[Material for this exercise]

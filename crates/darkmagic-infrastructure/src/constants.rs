//! Infrastructure constants

// ============================================================================
// CONFIGURATION CONSTANTS
// ============================================================================

/// Default configuration file name
pub const DEFAULT_CONFIG_FILENAME: &str = "darkmagic.toml";

/// Directory under the working directory searched for the configuration file
pub const DEFAULT_CONFIG_DIR: &str = "config";

/// Subdirectory of the user config directory
pub const USER_CONFIG_DIR: &str = "darkmagic";

/// Environment variable prefix
pub const CONFIG_ENV_PREFIX: &str = "DARKMAGIC";

/// Separator between nested keys in environment variables
pub const CONFIG_ENV_SEPARATOR: &str = "__";

// ============================================================================
// SEARCH PATH CONSTANTS
// ============================================================================

/// Preferred default search path
pub const DEFAULT_LIB_DIR: &str = "lib";

/// Fallback default search path
pub const FALLBACK_LIB_DIR: &str = "../lib";

// ============================================================================
// LOGGING CONSTANTS
// ============================================================================

/// Default log level
pub const DEFAULT_LOG_LEVEL: &str = "info";

/// Environment variable holding a tracing filter directive
pub const LOG_FILTER_ENV: &str = "DARKMAGIC_LOG";

/// File name prefix for rolling log files
pub const LOG_FILE_PREFIX: &str = "darkmagic";
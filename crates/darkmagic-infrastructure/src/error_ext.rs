//! Error extension utilities
//!
//! Context extension methods that turn foreign errors into the domain
//! [`Error`].

use std::fmt;

use darkmagic_domain::error::{Error, Result};

/// Extension trait for adding context to errors
///
/// # Example
///
/// ```ignore
/// use darkmagic_infrastructure::error_ext::ErrorContext;
///
/// let text = std::fs::read_to_string(&path)
///     .io_context(format!("Failed to read {}", path.display()))?;
/// let config: AppConfig = toml::from_str(&text).config_context("Malformed darkmagic.toml")?;
/// ```
pub trait ErrorContext<T> {
    /// Add context to a Result, converting the error to an internal error
    fn context<C>(self, context: C) -> Result<T>
    where
        C: fmt::Display + Send + Sync + 'static;

    /// Add context with lazy evaluation for expensive context creation
    fn with_context<C, F>(self, f: F) -> Result<T>
    where
        C: fmt::Display + Send + Sync + 'static,
        F: FnOnce() -> C;

    /// Add context for I/O operations
    fn io_context<C>(self, context: C) -> Result<T>
    where
        C: fmt::Display + Send + Sync + 'static;

    /// Add context for configuration operations
    fn config_context<C>(self, context: C) -> Result<T>
    where
        C: fmt::Display + Send + Sync + 'static;

    /// Report the failure as a loader error for dependency `name`
    fn loader_context(self, name: &str) -> Result<T>;
}

impl<T, E> ErrorContext<T> for std::result::Result<T, E>
where
    E: std::error::Error + Send + Sync + 'static,
{
    fn context<C>(self, context: C) -> Result<T>
    where
        C: fmt::Display + Send + Sync + 'static,
    {
        self.map_err(|err| Error::internal(format!("{context}: {err}")))
    }

    fn with_context<C, F>(self, f: F) -> Result<T>
    where
        C: fmt::Display + Send + Sync + 'static,
        F: FnOnce() -> C,
    {
        self.map_err(|err| Error::internal(format!("{}: {err}", f())))
    }

    fn io_context<C>(self, context: C) -> Result<T>
    where
        C: fmt::Display + Send + Sync + 'static,
    {
        self.map_err(|err| Error::io_with_source(format!("{context}: {err}"), err))
    }

    fn config_context<C>(self, context: C) -> Result<T>
    where
        C: fmt::Display + Send + Sync + 'static,
    {
        self.map_err(|err| Error::configuration_with_source(format!("{context}: {err}"), err))
    }

    fn loader_context(self, name: &str) -> Result<T> {
        self.map_err(|err| Error::loader(name, err))
    }
}
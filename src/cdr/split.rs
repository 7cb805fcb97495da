//! Splitting long calls at interval boundaries
//!
//! Mediation systems close a partial record at every interval boundary while a
//! call is still up. [`IntervalSplitter`] cuts a finished record at multiples
//! of the interval since the Unix epoch, so a 30 minute interval cuts at :00
//! and :30 of every hour.

use super::{Cdr, PartialRecord};
use crate::types::ServiceCategory;
use chrono::{DateTime, Utc};

/// Most pieces a single call is cut into; the last piece runs to the end of the call
pub const MAX_SPLIT_SEGMENTS: usize = 10_000;

/// Cuts records that cross interval boundaries into partial records
#[derive(Debug, Clone, Copy, PartialEq, Eq)]
pub struct IntervalSplitter {
    interval_secs: i64,
}

impl IntervalSplitter {
    /// `None` for a zero interval or one beyond the timestamp range
    pub fn new(interval_secs: u64) -> Option<Self> {
        let interval_secs = i64::try_from(interval_secs).ok().filter(|secs| *secs > 0)?;
        Some(Self { interval_secs })
    }

    /// Interval length in seconds
    pub fn interval_secs(&self) -> u64 {
        self.interval_secs.unsigned_abs()
    }

    /// Cut `cdr` at every boundary strictly inside the call
    ///
    /// A call that crosses no boundary comes back untouched. Otherwise piece
    /// 1 keeps the record id and later pieces get ids derived from it; every
    /// piece carries the same [`PartialRecord::call_id`] and their durations
    /// add up to the original duration. SMS records are never cut.
    pub fn split(&self, cdr: Cdr) -> Vec<Cdr> {
        if cdr.service_category == ServiceCategory::Sms || cdr.partial.is_some() {
            return vec![cdr];
        }

        let bounds = self.bounds(&cdr);
        if bounds.len() <= 2 {
            return vec![cdr];
        }
        let segments = match u32::try_from(bounds.len() - 1) {
            Ok(segments) => segments,
            Err(_) => return vec![cdr],
        };

        let mut pieces = Vec::with_capacity(bounds.len() - 1);
        for (position, pair) in bounds.windows(2).enumerate() {
            let segment = position as u32 + 1;
            let timestamp_start = if segment == 1 {
                cdr.timestamp_start
            } else {
                match DateTime::<Utc>::from_timestamp(pair[0], 0) {
                    Some(start) => start,
                    None => return vec![cdr],
                }
            };
            let duration_seconds = u32::try_from(pair[1] - pair[0]).unwrap_or(u32::MAX);

            pieces.push(Cdr {
                id: cdr.id.segment(segment),
                timestamp_start,
                duration_seconds,
                partial: Some(PartialRecord { call_id: cdr.id, segment, segments }),
                ..cdr.clone()
            });
        }
        pieces
    }

    /// Call start, the boundaries inside the call and the call end, in seconds
    fn bounds(&self, cdr: &Cdr) -> Vec<i64> {
        let start = cdr.timestamp_start.timestamp();
        let end = start + i64::from(cdr.duration_seconds);

        let first = start
            .div_euclid(self.interval_secs)
            .checked_add(1)
            .and_then(|n| n.checked_mul(self.interval_secs));
        let mut bounds = vec![start];
        let mut boundary = first;
        while let Some(at) = boundary {
            if at >= end || bounds.len() >= MAX_SPLIT_SEGMENTS {
                break;
            }
            bounds.push(at);
            boundary = at.checked_add(self.interval_secs);
        }
        bounds.push(end);
        bounds
    }
}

[/Material for this exercise]

◆ **Assignment**: Copy out only the lines above from the one with "let end = start" to the one with "bounds.push(at);", inclusive, exactly as they stand.

◆ **Answer space**:
        let end = start + i64::from(cdr.duration_seconds);

        let first = start
            .div_euclid(self.interval_secs)
            .checked_add(1)
            .and_then(|n| n.checked_mul(self.interval_secs));
        let mut bounds = vec![start];
        let mut boundary = first;
        while let Some(at) = boundary {
            if at >= end || bounds.len() >= MAX_SPLIT_SEGMENTS {
                break;
            }
            bounds.push(at);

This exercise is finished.